Leo Valadez estremeció los tendidos

El de Aguascalientes tuvo una destacada faena en su presentación en Guadalajara.


Guadalajara

El recién alternativado Leo Valadez, llegó a Guadalajara a estrenar su título de matador de toros alejado de cualquier indicio de nerviosismo o inseguridad, muy por el contrario Leo fue el artífice de que los tendidos de la Nuevo Progreso vibrarán con su torera actuación en el primer toro de su lote. Primero porque sin achicarse ante el escenario abrió el compás sin tapujos para dibujar las mejores verónicas de la tarde. Ya después porque en el mismo primer tercio ejecutó el quite de las zapopinas con una cadencia y temple que hasta el mismo autor de ese lance envidiaría.

Pero la indolencia del recién llegado continuó con la muleta toreando ajustado y despacio, nada de pánico escénico, a cambio de altas dosis de temple, en especial un par de cambiados de mano en cámara lenta que prendieron los ánimos de los espectadores. Pero la novatez cobró su factura a la hora de ejecutar la suerte suprema. Las equivocaciones con la espada le cambiaron lo que pudo ser un triunfo de orejas por tan sólo una vuelta al ruedo. Una vuelta, que a la postre fue lo más destacado de la corrida inaugural.

La Nuevo Progreso comenzó su temporada 2017 con la lidia de un encierro de cinco toros de Marcos Garfias y uno de Los Cués, todos bien presentados. Para la ocasión, además de la presentación del aguascalentense Valadez, estaba también la del rejoneador español Andy Cartagena, completando el cartel el tapatío Alfredo Ríos el “Conde” en su temporada de despedida de los ruedos.

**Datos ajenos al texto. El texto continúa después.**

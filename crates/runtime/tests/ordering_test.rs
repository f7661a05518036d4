//! Integration tests for callback ordering and thread affinity.

mod common;

use std::sync::{Arc, Barrier, Mutex};
use std::thread;

use common::{test_loop, Watchdog};

#[test]
fn single_producer_callbacks_run_in_post_order() {
    let event_loop = test_loop("fifo");
    let handle = event_loop.handle();
    let seen = Arc::new(Mutex::new(Vec::new()));

    for i in 0..500u32 {
        let sink = Arc::clone(&seen);
        handle
            .post_callback(move |n| sink.lock().unwrap().push(n), i)
            .unwrap();
    }
    let stopper = handle.clone();
    handle.post(move || stopper.request_shutdown()).unwrap();

    let watchdog = Watchdog::arm(&handle);
    event_loop.run().unwrap();
    watchdog.disarm();

    let seen = seen.lock().unwrap();
    assert_eq!(*seen, (0..500).collect::<Vec<_>>());
}

#[test]
fn concurrent_producers_keep_per_thread_order() {
    const THREADS: usize = 10;
    const PER_THREAD: usize = 100;

    let event_loop = test_loop("producers");
    let handle = event_loop.handle();
    let seen: Arc<Mutex<Vec<(usize, usize, bool)>>> = Arc::new(Mutex::new(Vec::new()));
    let barrier = Arc::new(Barrier::new(THREADS));

    let producers: Vec<_> = (0..THREADS)
        .map(|producer| {
            let (handle, seen, barrier) = (handle.clone(), Arc::clone(&seen), Arc::clone(&barrier));
            thread::spawn(move || {
                barrier.wait();
                for seq in 0..PER_THREAD {
                    let (sink, inner) = (Arc::clone(&seen), handle.clone());
                    handle
                        .post(move || {
                            let on_loop = inner.is_loop_thread();
                            let mut seen = sink.lock().unwrap();
                            seen.push((producer, seq, on_loop));
                            if seen.len() == THREADS * PER_THREAD {
                                inner.request_shutdown();
                            }
                        })
                        .unwrap();
                }
            })
        })
        .collect();

    let watchdog = Watchdog::arm(&handle);
    event_loop.run().unwrap();
    watchdog.disarm();
    for producer in producers {
        producer.join().unwrap();
    }

    let seen = seen.lock().unwrap();
    assert_eq!(seen.len(), THREADS * PER_THREAD);
    assert!(seen.iter().all(|&(_, _, on_loop)| on_loop));

    let mut next = [0usize; THREADS];
    for &(producer, seq, _) in seen.iter() {
        assert_eq!(seq, next[producer], "producer {producer} ran out of order");
        next[producer] += 1;
    }
    assert_eq!(event_loop.metrics().posted_executed, (THREADS * PER_THREAD) as u64);
}

#[test]
fn loop_thread_is_the_caller_of_run() {
    let event_loop = test_loop("affinity");
    let handle = event_loop.handle();
    let runner_id = thread::current().id();
    let ids = Arc::new(Mutex::new(Vec::new()));

    for _ in 0..3 {
        let sink = Arc::clone(&ids);
        handle
            .set_timeout(std::time::Duration::from_millis(5), move || {
                sink.lock().unwrap().push(thread::current().id());
            })
            .unwrap();
    }
    let (sink, stopper) = (Arc::clone(&ids), handle.clone());
    handle
        .set_timeout(std::time::Duration::from_millis(50), move || {
            sink.lock().unwrap().push(thread::current().id());
            stopper.request_shutdown();
        })
        .unwrap();

    let watchdog = Watchdog::arm(&handle);
    event_loop.run().unwrap();
    watchdog.disarm();

    let ids = ids.lock().unwrap();
    assert_eq!(ids.len(), 4);
    assert!(ids.iter().all(|id| *id == runner_id));
}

El rejoneador abrió la corrida y desde el principio dio muestra de una monta espectacular, llegándose a los toros al estribo y priorizando la espectacularidad sobre cualquier otra cosa, sin embargo, no tuvo en ninguno de sus dos astados al socio que también se prestara a esa emoción que pone Andy en el ruedo. Dos toros de embestida suave y acompasada, aunque presentaron nulas complicaciones, tampoco tenían el fuelle suficiente para hacer lucir al jinete. En su segundo toro, Cartagena pudo desplegar el toreo llevando el caballo de costado, así como una serie de ejecuciones vistosas con las banderillas hasta llegar al clímax cuando su caballo Cupido se para de manos y avanza por el ruedo. Muchas cabriolas, pero poca sustancia. Para colmo, estuvo fatal con el rejón de muerte.

A su vez, el “Conde” no estuvo en su mejor tarde. En su primero nunca se pudo acoplar ante un toro que terminaba con la cara arriba. Cerró su actuación ante un colorado que embestía con calidad, pero al tapatío se le notó muy revolucionado, dejando el reposo para otra ocasión. Tras fallar con la espada, dividió opiniones.